Dentro de toda esta convulsión, la pluma vigorosa y fecunda de Gabriel García Márquez, ya nos había adelantado varias obras como el Monólogo Isabel viendo llover en Macondo (1955), Relato de un náufrago (reportaje) (1955), (premio de la Asociación de Escritores y Artistas de Colombia) La hojarasca, El coronel no tiene quien le escriba, Los funerales de la mama grande, La mala hora (premio ESSO de novela colombiana), y finalmente aparecía la novela Cien Años de Soledad, que además de inmortalizarlo, ganaría una influencia desconcertante en los escritores de habla hispana, y formaría una legión de admiradores y lectores influenciados por su estilo como ningún otro autor lo haya logrado en el ejercicio de su mundo creacional, tal como lo inició en el universo mágico de Macondo, pasando por la capacidad de ascensión de Remedios la Bella, al mundo de invenciones y novedades de Melquiades, las noticias cantadas y llevadas de pueblo en pueblo por Francisco el Hombre, así como los sufrimientos torturantes vividos por la Cándida Erendira y su abuela desalmada, que tuvo que pagar con su cuerpo y sus servicios sexuales por el daño que hizo a su abuela, como de igual forma lo hacían las prostitutas en la costa norte de Honduras donde vivían su calvario, tratando de saldar cuentas que cada día aumentaban y las comprometían con las dueñas en los centros de tolerancia donde se refugiaban a vender sus placeres.

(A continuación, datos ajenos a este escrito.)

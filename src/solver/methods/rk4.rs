//! Runge-Kutta 4 (RK4) numerical solver
//!
//! # Mathematical Background
//!
//! The classical fourth-order Runge-Kutta method uses a weighted average of
//! four slope estimates:
//!
//! ```text
//! k₁ = f(yₙ)
//! k₂ = f(yₙ + h/2 · k₁)
//! k₃ = f(yₙ + h/2 · k₂)
//! k₄ = f(yₙ + h · k₃)
//!
//! yₙ₊₁ = yₙ + h/6 · (k₁ + 2k₂ + 2k₃ + k₄)
//! ```
//!
//! # Sub-stepping
//!
//! The sample times are not required to be evenly spaced. Each interval
//! `[tᵢ, tᵢ₊₁]` is split into `ceil((tᵢ₊₁ - tᵢ) / max_step)` equal sub-steps,
//! so no step ever exceeds `max_step` and every sample time is hit exactly.
//! Bounding the step keeps the error of long oscillatory orbits in check.
//!
//! # Characteristics
//!
//! - **Order**: fourth order, global error ~ O(h⁴)
//! - **Cost**: 4 function evaluations per sub-step
//! - **Use**: dense, evenly sampled batches (wander / libration heat maps)
//!
//! # Example
//!
//! ```rust
//! use trojan_rs::models::{EquationsOfMotion, FrameModel};
//! use trojan_rs::physics::PhaseState;
//! use trojan_rs::solver::{RK4Solver, Scenario, Solver, SolverConfiguration, TimeGrid};
//!
//! let frame = FrameModel::jupiter();
//! let (lx, ly) = frame.l4();
//! let scenario = Scenario::new(
//!     Box::new(EquationsOfMotion::new(frame)),
//!     PhaseState::single(lx, ly, 0.0, 0.0),
//! );
//!
//! let config = SolverConfiguration::fixed_step(TimeGrid::orbits(&frame, 1, 100)?);
//! let result = RK4Solver::new().solve(&scenario, &config)?;
//!
//! assert_eq!(result.len(), 100);
//! # Ok::<(), trojan_rs::TrojanError>(())
//! ```

use crate::error::{Result, TrojanError};
use crate::physics::{PhaseState, PhysicalModel};
use crate::solver::{
    IntegrationStats, Scenario, SimulationResult, Solver, SolverConfiguration, SolverType,
    Trajectory, validate_state,
};

// =================================================================================================
// RK4 Solver
// =================================================================================================

/// Classical fourth-order Runge-Kutta solver
///
/// Stateless: one instance can integrate any number of scenarios.
#[derive(Debug, Clone, Copy, Default)]
pub struct RK4Solver;

impl RK4Solver {
    /// Create a new RK4 solver
    ///
    /// ```rust
    /// use trojan_rs::solver::{RK4Solver, Solver};
    ///
    /// assert_eq!(RK4Solver::new().name(), "Runge Kutta (RK4)");
    /// ```
    pub fn new() -> Self {
        Self
    }

    /// One RK4 step of size `h`
    pub(crate) fn step(model: &dyn PhysicalModel, state: &PhaseState, h: f64) -> PhaseState {
        let k1 = model.compute_physics(state);

        let mut stage = state.clone();
        stage.axpy(h / 2.0, &k1);
        let k2 = model.compute_physics(&stage);

        let mut stage = state.clone();
        stage.axpy(h / 2.0, &k2);
        let k3 = model.compute_physics(&stage);

        let mut stage = state.clone();
        stage.axpy(h, &k3);
        let k4 = model.compute_physics(&stage);

        // Simpson weights: endpoints 1/6, midpoints 1/3
        let weighted_slope = k1 + k2 * 2.0 + k3 * 2.0 + k4;

        let mut next = state.clone();
        next.axpy(h / 6.0, &weighted_slope);
        next
    }
}

impl Solver for RK4Solver {
    fn solve(&self, scenario: &Scenario, config: &SolverConfiguration) -> Result<SimulationResult> {
        // ====== Step 1: Validation ======

        config.validate()?;
        scenario.validate()?;

        let max_step = match &config.solver_type {
            SolverType::FixedStep { max_step } => *max_step,
            other => {
                return Err(TrojanError::config(format!(
                    "RK4Solver only supports FixedStep configuration, got {}",
                    other.name()
                )));
            }
        };

        // ====== Step 2: Setup ======

        let times = config.time_grid.times();
        let mut state = scenario.initial.clone();
        let mut samples = Vec::with_capacity(times.len());
        samples.push(state.clone());

        let model = scenario.model.as_ref();
        let mut flagged = vec![false; scenario.particles()];
        model.flag_unreliable(&state, &mut flagged);

        let mut stats = IntegrationStats::default();

        log::debug!(
            "RK4: {} particle(s), {} samples over [{}, {}], max step {}",
            scenario.particles(),
            times.len(),
            config.time_grid.start(),
            config.time_grid.end(),
            max_step
        );

        // ====== Step 3: Time Integration ======

        for (t0, t1) in config.time_grid.intervals() {
            let span = t1 - t0;
            let substeps = (span / max_step).ceil().max(1.0) as usize;
            let h = span / substeps as f64;

            for _ in 0..substeps {
                state = Self::step(model, &state, h);
                model.flag_unreliable(&state, &mut flagged);
            }

            stats.accepted_steps += substeps;
            stats.function_evaluations += 4 * substeps;

            validate_state(&state, t1)?;
            samples.push(state.clone());
        }

        // ====== Step 4: Build Result ======

        let trajectory = Trajectory::from_states(times.to_vec(), &samples)?;
        let mut result = SimulationResult::new(trajectory, stats, flagged);

        result.add_metadata("solver", self.name());
        result.add_metadata("samples", &times.len().to_string());
        result.add_metadata("max step", &max_step.to_string());
        result.add_metadata("steps", &stats.accepted_steps.to_string());
        result.add_metadata(
            "function evaluations",
            &stats.function_evaluations.to_string(),
        );

        log::debug!(
            "RK4: done, {} steps, {} function evaluations",
            stats.accepted_steps,
            stats.function_evaluations
        );

        Ok(result)
    }

    fn name(&self) -> &'static str {
        "Runge Kutta (RK4)"
    }
}

// =================================================================================================
// Tests
// =================================================================================================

Pero lo que deseo referir fundamentalmente es que La mala hora, el primer libro que conocí de García Márquez, lo que más me impresionó además del ambiente de relaciones tejidas por un falso aprecio y la envidia secular propia de los pueblos, pequeños, fue la identidad de sus protagonistas con muchos personajes de mi tierra natal, y aquel dato sugerente y casi fotográfico, como la presencia de la United Fruit Company, explotando las fincas bananeras, como lo hacía en nuestra región del Valle del Aguán la Standard Fruit  Company, más la inevitable conducta del alcalde intransigente, del dentista flebotomiano, el cura impostergable, del barbero inagotablemente parlanchín sabelotodo, y tantos personajes que transitaban en el marco referencial y dialogal de la novela, igual que la Calle de los Turcos, que fue quizá la traslación más precisa y subliminal de una arteria comercial de mi ciudad al marco escénico de la novela, como el hotel de dos plantas frente a la estación sombría del ferrocarril, me volvieron un lector inmenso en la búsqueda de cuanto tuviera un perfil, un sesgo, o algo que fuera propio de mi tierra, y que el autor lo había llevado hacia Macondo, para armar la estructura integral de su novela. Yo me imaginaba a los viejos palestinos de Olanchito, sentados en las puertas de sus tiendas como Serapio Bendeck, Juan Abudog, Carlos Hoch, Goyo Marzuca, y Salvador Mahomar, comiendo con devoción semillas de calabaza en el sopor de las tardes inigualables, reprimiendo las angustias de vivir lejos del cuenco de sus lejanas tierras, y esperando como lo hacían en Macondo, los sirios Moisés, Salomón y Elías, la llegada del último tren crepuscular.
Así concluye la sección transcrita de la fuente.